--- Exercise materials ---

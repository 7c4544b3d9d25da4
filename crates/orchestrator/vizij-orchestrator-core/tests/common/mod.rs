#![allow(dead_code)]

use std::cell::{Cell, RefCell};
use std::rc::Rc;

use vizij_binding::{prop, BindingContext, InstanceId, NativeEngine, NativeHandle, PropertyId, PropertyValue};
use vizij_native::{MemoryEngine, ViewModelFile};
use vizij_orchestrator::{Orchestrator, OrchestratorConfig, RenderTarget};
use vizij_test_fixtures::view_models;

pub type Log = Rc<RefCell<Vec<String>>>;
pub type Queue = Rc<RefCell<Vec<(NativeHandle, PropertyValue)>>>;

pub fn engine(fixture: &str) -> Rc<MemoryEngine> {
    let file: ViewModelFile = view_models::load(fixture).expect("view-model fixture");
    Rc::new(MemoryEngine::new(file).expect("fixture validates"))
}

/// Orchestrator over the `hud` fixture with one host-created `Game`.
pub fn hud(config: OrchestratorConfig) -> (Rc<MemoryEngine>, Orchestrator, InstanceId) {
    let engine = engine("hud");
    let dyn_engine: Rc<dyn NativeEngine> = engine.clone();
    let mut orch = Orchestrator::with_config(dyn_engine, config);
    let game = orch
        .binding_mut()
        .create_instance("Game")
        .expect("Game view model");
    (engine, orch, game)
}

pub fn log() -> Log {
    Rc::new(RefCell::new(Vec::new()))
}

/// Target that plays queued engine writes on advance, the way a state
/// machine would, and reads one number property when preparing a render.
pub struct ScriptTarget {
    pub engine: Rc<MemoryEngine>,
    pub queue: Queue,
    pub log: Log,
    pub redraw: Rc<Cell<bool>>,
    pub watch: Option<PropertyId>,
    pub advances: Rc<Cell<u32>>,
}

impl ScriptTarget {
    pub fn new(engine: &Rc<MemoryEngine>, log: &Log) -> Self {
        Self {
            engine: engine.clone(),
            queue: Rc::new(RefCell::new(Vec::new())),
            log: log.clone(),
            redraw: Rc::new(Cell::new(true)),
            watch: None,
            advances: Rc::new(Cell::new(0)),
        }
    }

    pub fn watching(mut self, property: PropertyId) -> Self {
        self.watch = Some(property);
        self
    }
}

impl RenderTarget for ScriptTarget {
    fn advance(&mut self, _dt: f32) -> bool {
        self.advances.set(self.advances.get() + 1);
        let writes = std::mem::take(&mut *self.queue.borrow_mut());
        if writes.is_empty() {
            return false;
        }
        self.log.borrow_mut().push("advance".to_string());
        for (handle, value) in writes {
            self.engine.write(handle, value);
        }
        true
    }

    fn needs_redraw(&self) -> bool {
        self.redraw.get()
    }

    fn prepare_render(&mut self, ctx: &BindingContext) {
        let value = self
            .watch
            .and_then(|id| ctx.typed::<prop::Number>(id))
            .and_then(|p| ctx.value(p));
        match value {
            Some(v) => self.log.borrow_mut().push(format!("render:{v}")),
            None => self.log.borrow_mut().push("render".to_string()),
        }
    }

    fn label(&self) -> &str {
        "script"
    }
}
//! Render targets and their registry.

use std::fmt;

use indexmap::IndexMap;
use serde::{Deserialize, Serialize};

use vizij_binding::BindingContext;

/// An external consumer that turns engine state into pixels.
///
/// Targets never call back into the binding graph while advancing; the
/// orchestrator sequences them around notification delivery.
pub trait RenderTarget {
    /// Advance the target's animation state by `dt` seconds. Returns whether
    /// anything moved.
    fn advance(&mut self, dt: f32) -> bool;

    /// Whether the target wants [`RenderTarget::prepare_render`] this frame.
    fn needs_redraw(&self) -> bool {
        true
    }

    /// Prepare drawing from current state. Runs after notifications for the
    /// frame have been delivered.
    fn prepare_render(&mut self, ctx: &BindingContext);

    /// Name used in logs.
    fn label(&self) -> &str {
        "target"
    }
}

/// How a target's advance phase is driven.
#[derive(Copy, Clone, Debug, PartialEq, Eq, Hash, Default, Serialize, Deserialize)]
#[serde(rename_all = "camelCase")]
pub enum UpdateMode {
    /// Advanced by the orchestrator every frame.
    #[default]
    Auto,
    /// Ticked by the host, which reports ticks through
    /// [`crate::Orchestrator::notify_manual_tick`] or
    /// [`crate::Orchestrator::advance_manual`].
    Manual,
}

#[derive(Copy, Clone, Debug, PartialEq, Eq, Hash, PartialOrd, Ord, Serialize, Deserialize)]
pub struct TargetId(pub u32);

impl fmt::Display for TargetId {
    fn fmt(&self, f: &mut fmt::Formatter<'_>) -> fmt::Result {
        write!(f, "target#{}", self.0)
    }
}

pub(crate) struct TargetEntry {
    pub target: Box<dyn RenderTarget>,
    pub mode: UpdateMode,
}

impl fmt::Debug for TargetEntry {
    fn fmt(&self, f: &mut fmt::Formatter<'_>) -> fmt::Result {
        f.debug_struct("TargetEntry")
            .field("label", &self.target.label())
            .field("mode", &self.mode)
            .finish()
    }
}

/// Targets in registration order.
#[derive(Debug, Default)]
pub(crate) struct TargetRegistry {
    entries: IndexMap<TargetId, TargetEntry>,
    next_id: u32,
}

impl TargetRegistry {
    pub fn insert(&mut self, target: Box<dyn RenderTarget>, mode: UpdateMode) -> TargetId {
        let id = TargetId(self.next_id);
        self.next_id = self.next_id.wrapping_add(1);
        self.entries.insert(id, TargetEntry { target, mode });
        id
    }

    pub fn remove(&mut self, id: TargetId) -> Option<TargetEntry> {
        self.entries.shift_remove(&id)
    }

    pub fn get_mut(&mut self, id: TargetId) -> Option<&mut TargetEntry> {
        self.entries.get_mut(&id)
    }

    pub fn get(&self, id: TargetId) -> Option<&TargetEntry> {
        self.entries.get(&id)
    }

    pub fn iter_mut(&mut self) -> impl Iterator<Item = (&TargetId, &mut TargetEntry)> {
        self.entries.iter_mut()
    }

    pub fn len(&self) -> usize {
        self.entries.len()
    }

    pub fn ids(&self) -> Vec<TargetId> {
        self.entries.keys().copied().collect()
    }

    pub fn clear(&mut self) {
        self.entries.clear();
    }
}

---

=== Aim of the task ===
How many lines in the listing above contain "state"? Give only the number.

=== Result for this exercise ===
4